Using the cervical range of motion (CROM) device to assess head repositioning accuracy in individuals with cervical radiculopathy in comparison to neck- healthy individuals

This study compares head repositioning accuracy (HRA) using the cervical range of motion (CROM) device between individuals with cervical radiculopathy caused by disc disease and neck- healthy individuals.  It also evaluates the test–retest reliability of the CROM device in individuals with CDD, and criterion validity between the CROM device and a laser in neck-healthy individuals with quantification of measurement inaccuracies. HRA differed significantly between individuals with CDD and neck- healthy individuals after rotation right and rotation left.  31% of individuals with CDD were classified as having impairment in HRA. The test–retest reliability of the CROM device in individuals with CDD showed ICCs of 0.79- 0.85, and SEMs of 1.4°- 2°. The criterion validity between the CROM device and the laser in neck-healthy individuals showed ICCs of 0.43- 0.91 and SEMs of 0.8°- 1.3°.

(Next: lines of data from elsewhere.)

//! The fixed word lists drawing subjects are drawn from.

use rand::Rng;

/// Subjects for draw stages.
pub const ANIMALS: &[&str] = &[
    "alligator",
    "anteater",
    "armadillo",
    "badger",
    "bat",
    "bear",
    "beaver",
    "buffalo",
    "camel",
    "chameleon",
    "cheetah",
    "chipmunk",
    "chinchilla",
    "chupacabra",
    "coyote",
    "crow",
    "dinosaur",
    "dog",
    "dolphin",
    "dragon",
    "duck",
    "elephant",
    "fox",
    "frog",
    "giraffe",
    "goose",
    "grizzly",
    "hamster",
    "hedgehog",
    "hippo",
    "hyena",
    "jackal",
    "iguana",
    "kangaroo",
    "kiwi",
    "koala",
    "kraken",
    "leopard",
    "liger",
    "lion",
    "llama",
    "monkey",
    "moose",
    "nyan cat",
    "orangutan",
    "otter",
    "panda",
    "penguin",
    "platypus",
    "python",
    "pumpkin",
    "quagga",
    "quokka",
    "rabbit",
    "raccoon",
    "rhino",
    "sheep",
    "skunk",
    "squirrel",
    "tiger",
    "turtle",
    "unicorn",
    "walrus",
    "wolf",
];

/// Verbs for composed prompts.
pub const ACTIONS: &[&str] = &[
    "drawing",
    "eating",
    "singing",
    "walking on",
];

/// Objects for composed prompts.
pub const OBJECTS: &[&str] = &[
    "apple",
    "bottle of lotion",
    "blowdryer",
    "bracelet",
    "bread",
    "card",
    "cell phone",
    "coffee mug",
    "cowboy hat",
    "guitar",
    "jump rope",
    "mobile phone",
    "pants",
    "paper",
    "pencil",
    "ring",
    "rubber gloves",
    "scotch tape",
    "sketch pad",
    "sticky note",
];

fn pick(list: &'static [&'static str]) -> &'static str {
    list[rand::rng().random_range(0..list.len())]
}

/// A uniformly random draw-stage subject.
pub fn random_subject() -> &'static str {
    pick(ANIMALS)
}

pub fn random_action() -> &'static str {
    pick(ACTIONS)
}

pub fn random_object() -> &'static str {
    pick(OBJECTS)
}

/// Composes a full prompt sentence, e.g. "walrus eating a coffee mug".
pub fn random_sentence() -> String {
    let animal = random_subject();
    let action = random_action();
    let object = random_object();
    let article = if object.starts_with('a') { "an" } else { "a" };
    format!("{animal} {action} {article} {object}")
}
impl Room {
    /// Creates a room from `createRoom` options. The creating player
    /// becomes owner and first roster member, stamped with the creating
    /// connection.
    pub fn new(code: RoomCode, options: RoomOptions, conn: ConnId) -> Self {
        let mut owner = options.owner;
        owner.conn_id = Some(conn);
        let owner_id = owner.id.clone();

        // A room always has space for its creator.
        let mut roster = Roster::new(options.max_players.max(1));
        let _ = roster.add(owner);

        Self {
            code,
            name: options.name,
            is_private: options.is_private,
            owner_id,
            roster,
            has_started: false,
            is_finished: false,
            draw_seconds: options.draw_seconds,
            guess_seconds: options.guess_seconds,
            canvas: None,
            chat_history: Vec::new(),
            game: None,
        }
    }

    pub fn code(&self) -> &RoomCode {
        &self.code
    }

    pub fn has_started(&self) -> bool {
        self.has_started
    }

    pub fn is_finished(&self) -> bool {
        self.is_finished
    }

    pub fn roster(&self) -> &Roster {
        &self.roster
    }

    pub fn owner_id(&self) -> &PlayerId {
        &self.owner_id
    }

    /// Adds a player to an open room. Started rooms reject joins.
    pub fn join(&mut self, player: Player) -> Result<(), RoomError> {
        if self.has_started {
            return Err(RoomError::RoomStarted);
        }
        self.roster.add(player)
    }

    /// Removes a player. Returns whether the roster is now empty.
    ///
    /// Allowed even mid-game — stages hold owned player copies, so the
    /// chain survives. Ownership moves to the smallest remaining id when
    /// the owner leaves.
    pub fn leave(&mut self, id: &PlayerId) -> Result<bool, RoomError> {
        let (removed, empty) = self.roster.remove(id);
        if removed.is_none() {
            return Err(RoomError::PlayerNotFound(id.clone()));
        }
        if !empty && *id == self.owner_id {
            self.reassign_owner();
        }
        Ok(empty)
    }

    pub fn toggle_ready(&mut self, id: &PlayerId) -> Result<bool, RoomError> {
        self.roster.toggle_ready(id)
    }

    /// Marks the room started and builds the stage chain. Returns the
    /// first stage's TTL for the caller to arm the timer with.
    ///
    /// Calling this on an already-started room rebuilds the chain from
    /// the current roster (deliberate, matching the original service).
    pub fn start_game(&mut self) -> u32 {
        self.has_started = true;
        let owner = self
            .roster
            .get(&self.owner_id)
            .cloned()
            .expect("owner is a roster member");
        let others: Vec<Player> = self
            .roster
            .members()
            .filter(|p| p.id != self.owner_id)
            .cloned()
            .collect();
        let game =
            Game::new(owner, others, self.draw_seconds, self.guess_seconds);
        let ttl = game.active().ttl;
        self.game = Some(game);
        ttl
    }

    /// Full-replace of the shared canvas.
    pub fn update_canvas(&mut self, canvas: String) {
        self.canvas = Some(canvas);
    }

    /// Merges the payload into the active stage and advances. Marks the
    /// room finished when the active stage was terminal.
    pub fn advance_stage(
        &mut self,
        guess: Option<String>,
        canvas: Option<String>,
    ) -> Result<Advanced, RoomError> {
        let game = self.game.as_mut().ok_or(RoomError::GameNotStarted)?;
        let outcome = game.advance(guess, canvas);
        if outcome == Advanced::Finished {
            self.is_finished = true;
        }
        Ok(outcome)
    }

    /// Appends a chat entry. `delivered` is set unconditionally — the
    /// broadcast transport is fire-and-forget.
    pub fn append_chat(
        &mut self,
        player_id: PlayerId,
        message: Option<String>,
        buzz: bool,
    ) {
        self.chat_history.push(ChatEntry {
            player_id,
            message,
            timestamp_ms: now_ms(),
            delivered: true,
            buzz,
        });
    }

    /// Writes a timer tick's remaining seconds into the active stage.
    pub fn tick_active_stage(&mut self, remaining: u32) {
        if let Some(game) = &mut self.game {
            game.set_active_ttl(remaining);
        }
    }

    /// Handles a transport disconnect.
    ///
    /// Open room: the player is removed and ownership reassigned if
    /// needed. Started room: the roster is deliberately left unchanged —
    /// removing a mid-game player would orphan stage-chain assignments.
    pub fn disconnect(&mut self, conn: &ConnId) -> DisconnectOutcome {
        if self.has_started {
            return DisconnectOutcome::Ignored;
        }
        let Some(player) = self.roster.find_by_conn(conn) else {
            return DisconnectOutcome::Ignored;
        };
        let id = player.id.clone();
        let (_, empty) = self.roster.remove(&id);
        if !empty && id == self.owner_id {
            self.reassign_owner();
        }
        DisconnectOutcome::Removed { empty }
    }

    fn reassign_owner(&mut self) {
        if let Some(next) = self.roster.next_owner() {
            self.owner_id = next.id.clone();
        }
    }

    /// The full serialized room. The stage timer is server machinery
    /// and never appears here.
    pub fn snapshot(&self) -> RoomSnapshot {
        RoomSnapshot {
            code: self.code.clone(),
            name: self.name.clone(),
            is_private: self.is_private,
            max_players: self.roster.capacity(),
            has_started: self.has_started,
            is_finished: self.is_finished,
            owner: self
                .roster
                .get(&self.owner_id)
                .cloned()
                .expect("owner is a roster member"),
            draw_seconds: self.draw_seconds,
            guess_seconds: self.guess_seconds,
            canvas: self.canvas.clone(),
            players: self.roster.to_map(),
            chat_history: self.chat_history.clone(),
            game: self.game.as_ref().map(Game::snapshot),
        }
    }
}
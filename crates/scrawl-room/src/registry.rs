//! The room registry: maps live room codes to actor handles.
//!
//! Actors retire themselves by sending a [`Retired`] notice on an
//! unbounded channel; whoever drives the registry (the dispatcher's
//! reaper task) feeds those notices back into [`RoomRegistry::retire`].

use std::collections::HashMap;
use std::sync::Arc;
use std::sync::atomic::{AtomicU64, Ordering};

use scrawl_protocol::{ConnId, RoomCode, RoomOptions};
use tokio::sync::mpsc;

use crate::room::{RoomHandle, spawn_room};
use crate::{Archive, Broadcast};

/// Command-channel depth per room actor.
const DEFAULT_CHANNEL_SIZE: usize = 64;

/// Monotonic id stamped onto every spawned room, so a retirement notice
/// from a replaced room can be told apart from its successor's.
static NEXT_INSTANCE: AtomicU64 = AtomicU64::new(1);

/// A room actor announcing it has shut down.
#[derive(Debug, Clone, PartialEq, Eq)]
pub struct Retired {
    pub code: RoomCode,
    pub instance: u64,
}

/// All live rooms, keyed by code.
///
/// Not itself synchronized; the embedding layer wraps it in whatever
/// lock fits its concurrency model. Room state never lives here, only
/// handles.
pub struct RoomRegistry {
    rooms: HashMap<RoomCode, RoomHandle>,
    broadcast: Arc<dyn Broadcast>,
    archive: Arc<dyn Archive>,
    retired_tx: mpsc::UnboundedSender<Retired>,
}

impl RoomRegistry {
    /// Creates an empty registry and the retirement channel its rooms
    /// will report shutdown on. The caller must drain the receiver and
    /// route each notice to [`RoomRegistry::retire`].
    pub fn new(
        broadcast: Arc<dyn Broadcast>,
        archive: Arc<dyn Archive>,
    ) -> (Self, mpsc::UnboundedReceiver<Retired>) {
        let (retired_tx, retired_rx) = mpsc::unbounded_channel();
        let registry = Self {
            rooms: HashMap::new(),
            broadcast,
            archive,
            retired_tx,
        };
        (registry, retired_rx)
    }

    /// Spawns a room actor and registers its handle.
    ///
    /// A create under an existing code replaces the old handle; the old
    /// actor exits on its own once every handle is dropped, without
    /// disturbing the replacement.
    pub fn create(
        &mut self,
        code: RoomCode,
        options: RoomOptions,
        conn: ConnId,
    ) -> RoomHandle {
        let instance = NEXT_INSTANCE.fetch_add(1, Ordering::Relaxed);
        let handle = spawn_room(
            code.clone(),
            options,
            conn,
            instance,
            self.broadcast.clone(),
            self.archive.clone(),
            self.retired_tx.clone(),
            DEFAULT_CHANNEL_SIZE,
        );
        if self.rooms.insert(code.clone(), handle.clone()).is_some() {
            tracing::warn!(room = %code, "room code reused, previous room replaced");
        }
        tracing::info!(room = %code, "room registered");
        handle
    }

    pub fn get(&self, code: &RoomCode) -> Option<RoomHandle> {
        self.rooms.get(code).cloned()
    }

    pub fn contains(&self, code: &RoomCode) -> bool {
        self.rooms.contains_key(code)
    }

    pub fn room_count(&self) -> usize {
        self.rooms.len()
    }

    /// Handles of every live room, for roster-style listings.
    pub fn handles(&self) -> Vec<RoomHandle> {
        self.rooms.values().cloned().collect()
    }

    /// Applies a retirement notice. Removes the entry only when the
    /// instance matches: a notice from a replaced room must not evict
    /// its successor under the same code. Returns whether an entry was
    /// removed.
    pub fn retire(&mut self, retired: &Retired) -> bool {
        match self.rooms.get(&retired.code) {
            Some(handle) if handle.instance() == retired.instance => {
                self.rooms.remove(&retired.code);
                tracing::info!(room = %retired.code, "room removed from registry");
                true
            }
            _ => false,
        }
    }
}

The results of this study support the use of the CROM device for quantifying HRA impairment in individuals with CDD in clinical practice; however, criterion validity between the CROM device and a laser in neck-healthy individuals was questionable. HRA impairment in individuals with CDD could be a significant factor to think about during rehabilitation and evaluated with the criterion established with the CROM device in neck-healthy individuals.

Neck Pain

Out of all 291 conditions studied in the Global Burden of Disease 2010 Study, neck pain ranked 4th highest in terms of disability and 21st in terms of overall burden.